Records shown:
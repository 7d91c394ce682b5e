//! stream-decode - decode one audio stream and write it as WAV.

use std::path::PathBuf;
use std::process::ExitCode;
use std::sync::Arc;

use clap::Parser;
use tracing::Level;
use tracing_subscriber::EnvFilter;

use stream_decode::backend::{BackendLoader, LoopbackLoader, LoopbackOptions};
use stream_decode::config::MAX_OUTPUT_CHANNELS;
use stream_decode::source::{Demuxer, PcmParameters};
use stream_decode::{
    CompressionFormat, DecodeError, FileSink, OutputId, Sink, StreamDecode, WriterSink,
};

#[derive(Parser)]
#[command(name = "stream-decode")]
#[command(about = "Decode an audio stream through a decoding backend into WAV")]
struct Cli {
    /// Input file or URL.
    input: PathBuf,

    /// Audio stream number to decode.
    #[arg(short = 's', long = "stream")]
    stream: Option<usize>,

    /// Write WAV data to a file instead of stdout.
    #[arg(short = 'o', long = "output")]
    output: Option<PathBuf>,

    /// Increase log verbosity (repeatable).
    #[arg(short = 'v', action = clap::ArgAction::Count)]
    verbose: u8,

    /// Maximum number of channels of one output (repeatable, one per output).
    #[arg(
        short = 'c',
        long = "channels",
        value_parser = clap::value_parser!(u8).range(1..=i64::from(MAX_OUTPUT_CHANNELS))
    )]
    channels: Vec<u8>,

    /// Key/value string passed to the decoder backend.
    #[arg(short = 'k', long = "kvpairs")]
    kv_pairs: Option<String>,

    /// Format of a raw elementary stream input.
    #[arg(long, value_parser = parse_codec, default_value = "pcm")]
    codec: CompressionFormat,

    /// Backend library to load instead of the codec's default.
    #[arg(long)]
    library: Option<String>,

    /// Read size for raw input.
    #[arg(long, default_value_t = stream_decode::source::DEFAULT_PACKET_SIZE)]
    packet_size: usize,

    /// Sample rate of raw PCM input.
    #[arg(long, default_value_t = 48000)]
    pcm_rate: u32,

    /// Channel count of raw PCM input (16-bit little endian).
    #[arg(
        long,
        default_value_t = 2,
        value_parser = clap::value_parser!(u16).range(1..=i64::from(MAX_OUTPUT_CHANNELS))
    )]
    pcm_channels: u16,
}

fn parse_codec(value: &str) -> Result<CompressionFormat, String> {
    match value.to_ascii_lowercase().as_str() {
        "ac3" => Ok(CompressionFormat::Ac3),
        "eac3" => Ok(CompressionFormat::Eac3),
        "aac" => Ok(CompressionFormat::AacAdts),
        "dts" => Ok(CompressionFormat::Dts),
        "pcm" => Ok(CompressionFormat::Pcm),
        other => Err(format!("unknown codec `{other}` (ac3, eac3, aac, dts, pcm)")),
    }
}

fn init_tracing(verbose: u8) {
    let level = match verbose {
        0 => Level::ERROR,
        1 => Level::INFO,
        2 => Level::DEBUG,
        _ => Level::TRACE,
    };
    let filter =
        EnvFilter::try_from_default_env().unwrap_or_else(|_| EnvFilter::new(level.to_string()));

    // stdout may carry the decoded stream
    tracing_subscriber::fmt()
        .with_env_filter(filter)
        .with_writer(std::io::stderr)
        .init();
}

#[cfg(feature = "ffmpeg")]
fn open_demuxer(cli: &Cli) -> Result<Box<dyn Demuxer + Send>, DecodeError> {
    let demuxer = stream_decode::source::FfmpegDemuxer::open(&cli.input, cli.stream)?;
    Ok(Box::new(demuxer))
}

#[cfg(not(feature = "ffmpeg"))]
fn open_demuxer(cli: &Cli) -> Result<Box<dyn Demuxer + Send>, DecodeError> {
    if cli.stream.is_some() {
        tracing::warn!("stream selection needs the ffmpeg feature, ignoring -s");
    }
    let file = std::fs::File::open(&cli.input)
        .map_err(|e| DecodeError::demux(format!("cannot open {}: {e}", cli.input.display())))?;
    let demuxer = stream_decode::source::RawDemuxer::new(
        std::io::BufReader::new(file),
        cli.codec,
        cli.packet_size,
    )?;
    Ok(Box::new(demuxer))
}

async fn shutdown_signal() {
    let ctrl_c = async {
        if let Err(e) = tokio::signal::ctrl_c().await {
            tracing::warn!("cannot listen for ctrl-c: {e}");
            std::future::pending::<()>().await;
        }
    };

    #[cfg(unix)]
    let terminate = async {
        use tokio::signal::unix::{signal, SignalKind};
        match signal(SignalKind::terminate()) {
            Ok(mut stream) => {
                stream.recv().await;
            }
            Err(e) => {
                tracing::warn!("cannot listen for SIGTERM: {e}");
                std::future::pending::<()>().await;
            }
        }
    };
    #[cfg(not(unix))]
    let terminate = std::future::pending::<()>();

    tokio::select! {
        () = ctrl_c => {}
        () = terminate => {}
    }
}

async fn run(cli: Cli) -> Result<(), DecodeError> {
    let demuxer = open_demuxer(&cli)?;

    let sink: Box<dyn Sink> = match &cli.output {
        Some(path) => Box::new(FileSink::new(path)),
        None => Box::new(WriterSink::stdout()),
    };

    let mut builder = StreamDecode::builder()
        .format(demuxer.format())
        .channel_limits(&cli.channels)
        .mux_to(OutputId::PRIMARY, sink)
        .on_event(|event| tracing::debug!(?event, "decode event"));
    if let Some(kv_pairs) = &cli.kv_pairs {
        builder = builder.kv_pairs(kv_pairs.clone());
    }
    if let Some(library) = &cli.library {
        builder = builder.library(library.clone());
    }
    let session = builder.build()?;

    // Containers describe their PCM streams; raw input relies on the flags
    let pcm = demuxer.pcm_parameters().unwrap_or(PcmParameters {
        sample_rate: cli.pcm_rate,
        channels: cli.pcm_channels,
        bit_width: 16,
    });
    let loader: Arc<dyn BackendLoader> =
        Arc::new(LoopbackLoader::new(LoopbackOptions::for_pcm(pcm)?));

    let cancel = session.cancel_handle();
    let decode = session.run_async(loader, demuxer);
    tokio::pin!(decode);

    let stats = tokio::select! {
        result = &mut decode => result?,
        () = shutdown_signal() => {
            tracing::info!("quit requested");
            cancel.cancel();
            decode.await?
        }
    };

    tracing::info!(
        packets = stats.packets_fed,
        bytes = stats.bytes_muxed,
        completion = ?stats.completion,
        "done"
    );
    Ok(())
}

#[tokio::main]
async fn main() -> ExitCode {
    let cli = Cli::parse();
    init_tracing(cli.verbose);

    match run(cli).await {
        Ok(()) => ExitCode::SUCCESS,
        Err(e) => {
            tracing::error!("{e}");
            ExitCode::FAILURE
        }
    }
}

Aim of the exercise:
The stopping point is the line containing "for raw input.". Reproduce exactly every line of the material from the first through that one.

Response to this task:
repository 7d91c394ce682b5e
//! stream-decode - decode one audio stream and write it as WAV.

use std::path::PathBuf;
use std::process::ExitCode;
use std::sync::Arc;

use clap::Parser;
use tracing::Level;
use tracing_subscriber::EnvFilter;

use stream_decode::backend::{BackendLoader, LoopbackLoader, LoopbackOptions};
use stream_decode::config::MAX_OUTPUT_CHANNELS;
use stream_decode::source::{Demuxer, PcmParameters};
use stream_decode::{
    CompressionFormat, DecodeError, FileSink, OutputId, Sink, StreamDecode, WriterSink,
};

#[derive(Parser)]
#[command(name = "stream-decode")]
#[command(about = "Decode an audio stream through a decoding backend into WAV")]
struct Cli {
    /// Input file or URL.
    input: PathBuf,

    /// Audio stream number to decode.
    #[arg(short = 's', long = "stream")]
    stream: Option<usize>,

    /// Write WAV data to a file instead of stdout.
    #[arg(short = 'o', long = "output")]
    output: Option<PathBuf>,

    /// Increase log verbosity (repeatable).
    #[arg(short = 'v', action = clap::ArgAction::Count)]
    verbose: u8,

    /// Maximum number of channels of one output (repeatable, one per output).
    #[arg(
        short = 'c',
        long = "channels",
        value_parser = clap::value_parser!(u8).range(1..=i64::from(MAX_OUTPUT_CHANNELS))
    )]
    channels: Vec<u8>,

    /// Key/value string passed to the decoder backend.
    #[arg(short = 'k', long = "kvpairs")]
    kv_pairs: Option<String>,

    /// Format of a raw elementary stream input.
    #[arg(long, value_parser = parse_codec, default_value = "pcm")]
    codec: CompressionFormat,

    /// Backend library to load instead of the codec's default.
    #[arg(long)]
    library: Option<String>,

    /// Read size for raw input.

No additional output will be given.